** Exercise requirements **
Exactly as given, write out all the entries again.

** Data section **
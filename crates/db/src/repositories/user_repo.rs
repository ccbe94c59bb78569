//! Repository for the `users` table.

use portal_core::types::{DbId, Timestamp};
use sqlx::PgPool;

use crate::models::user::{CreateUser, User};

/// Column list shared across queries to avoid repetition.
const COLUMNS: &str = "id, email, password_hash, is_active, last_login_at, \
                       failed_login_count, locked_until, created_at, updated_at";

/// Provides CRUD operations for users.
pub struct UserRepo;

impl UserRepo {
    /// Insert a new user, returning the created row. A duplicate email
    /// violates `uq_users_email` and surfaces as a conflict.
    pub async fn create(pool: &PgPool, input: &CreateUser) -> Result<User, sqlx::Error> {
        let query = format!(
            "INSERT INTO users (email, password_hash)
             VALUES ($1, $2)
             RETURNING {COLUMNS}"
        );
        sqlx::query_as::<_, User>(&query)
            .bind(&input.email)
            .bind(&input.password_hash)
            .fetch_one(pool)
            .await
    }

    /// Find a user by internal ID.
    pub async fn find_by_id(pool: &PgPool, id: DbId) -> Result<Option<User>, sqlx::Error> {
        let query = format!("SELECT {COLUMNS} FROM users WHERE id = $1");
        sqlx::query_as::<_, User>(&query)
            .bind(id)
            .fetch_optional(pool)
            .await
    }

    /// Find a user by email (case-insensitive).
    pub async fn find_by_email(pool: &PgPool, email: &str) -> Result<Option<User>, sqlx::Error> {
        let query = format!("SELECT {COLUMNS} FROM users WHERE lower(email) = lower($1)");
        sqlx::query_as::<_, User>(&query)
            .bind(email)
            .fetch_optional(pool)
            .await
    }

    /// Increment the failed login counter by 1.
    pub async fn increment_failed_login(pool: &PgPool, id: DbId) -> Result<(), sqlx::Error> {
        sqlx::query("UPDATE users SET failed_login_count = failed_login_count + 1 WHERE id = $1")
            .bind(id)
            .execute(pool)
            .await?;
        Ok(())
    }

    /// Lock a user account until the specified timestamp.
    pub async fn lock_account(pool: &PgPool, id: DbId, until: Timestamp) -> Result<(), sqlx::Error> {
        sqlx::query("UPDATE users SET locked_until = $2 WHERE id = $1")
            .bind(id)
            .bind(until)
            .execute(pool)
            .await?;
        Ok(())
    }

    /// Record a successful login: reset the failure counter, clear any
    /// lock, and stamp `last_login_at`.
    pub async fn record_successful_login(pool: &PgPool, id: DbId) -> Result<(), sqlx::Error> {
        sqlx::query(
            "UPDATE users SET
                failed_login_count = 0,
                locked_until = NULL,
                last_login_at = NOW()
             WHERE id = $1",
        )
        .bind(id)
        .execute(pool)
        .await?;
        Ok(())
    }
}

** Exercise output **
filename crates/db/src/repositories/user_repo.rs
repository ccbe94c59bb78569
//! Repository for the `users` table.

use portal_core::types::{DbId, Timestamp};
use sqlx::PgPool;

use crate::models::user::{CreateUser, User};

/// Column list shared across queries to avoid repetition.
const COLUMNS: &str = "id, email, password_hash, is_active, last_login_at, \
                       failed_login_count, locked_until, created_at, updated_at";

/// Provides CRUD operations for users.
pub struct UserRepo;

impl UserRepo {
    /// Insert a new user, returning the created row. A duplicate email
    /// violates `uq_users_email` and surfaces as a conflict.
    pub async fn create(pool: &PgPool, input: &CreateUser) -> Result<User, sqlx::Error> {
        let query = format!(
            "INSERT INTO users (email, password_hash)
             VALUES ($1, $2)
             RETURNING {COLUMNS}"
        );
        sqlx::query_as::<_, User>(&query)
            .bind(&input.email)
            .bind(&input.password_hash)
            .fetch_one(pool)
            .await
    }

    /// Find a user by internal ID.
    pub async fn find_by_id(pool: &PgPool, id: DbId) -> Result<Option<User>, sqlx::Error> {
        let query = format!("SELECT {COLUMNS} FROM users WHERE id = $1");
        sqlx::query_as::<_, User>(&query)
            .bind(id)
            .fetch_optional(pool)
            .await
    }

    /// Find a user by email (case-insensitive).
    pub async fn find_by_email(pool: &PgPool, email: &str) -> Result<Option<User>, sqlx::Error> {
        let query = format!("SELECT {COLUMNS} FROM users WHERE lower(email) = lower($1)");
        sqlx::query_as::<_, User>(&query)
            .bind(email)
            .fetch_optional(pool)
            .await
    }

    /// Increment the failed login counter by 1.
    pub async fn increment_failed_login(pool: &PgPool, id: DbId) -> Result<(), sqlx::Error> {
        sqlx::query("UPDATE users SET failed_login_count = failed_login_count + 1 WHERE id = $1")
            .bind(id)
            .execute(pool)
            .await?;
        Ok(())
    }

    /// Lock a user account until the specified timestamp.
    pub async fn lock_account(pool: &PgPool, id: DbId, until: Timestamp) -> Result<(), sqlx::Error> {
        sqlx::query("UPDATE users SET locked_until = $2 WHERE id = $1")
            .bind(id)
            .bind(until)
            .execute(pool)
            .await?;
        Ok(())
    }

    /// Record a successful login: reset the failure counter, clear any
    /// lock, and stamp `last_login_at`.
    pub async fn record_successful_login(pool: &PgPool, id: DbId) -> Result<(), sqlx::Error> {
        sqlx::query(
            "UPDATE users SET
                failed_login_count = 0,
                locked_until = NULL,
                last_login_at = NOW()
             WHERE id = $1",
        )
        .bind(id)
        .execute(pool)
        .await?;
        Ok(())
    }
}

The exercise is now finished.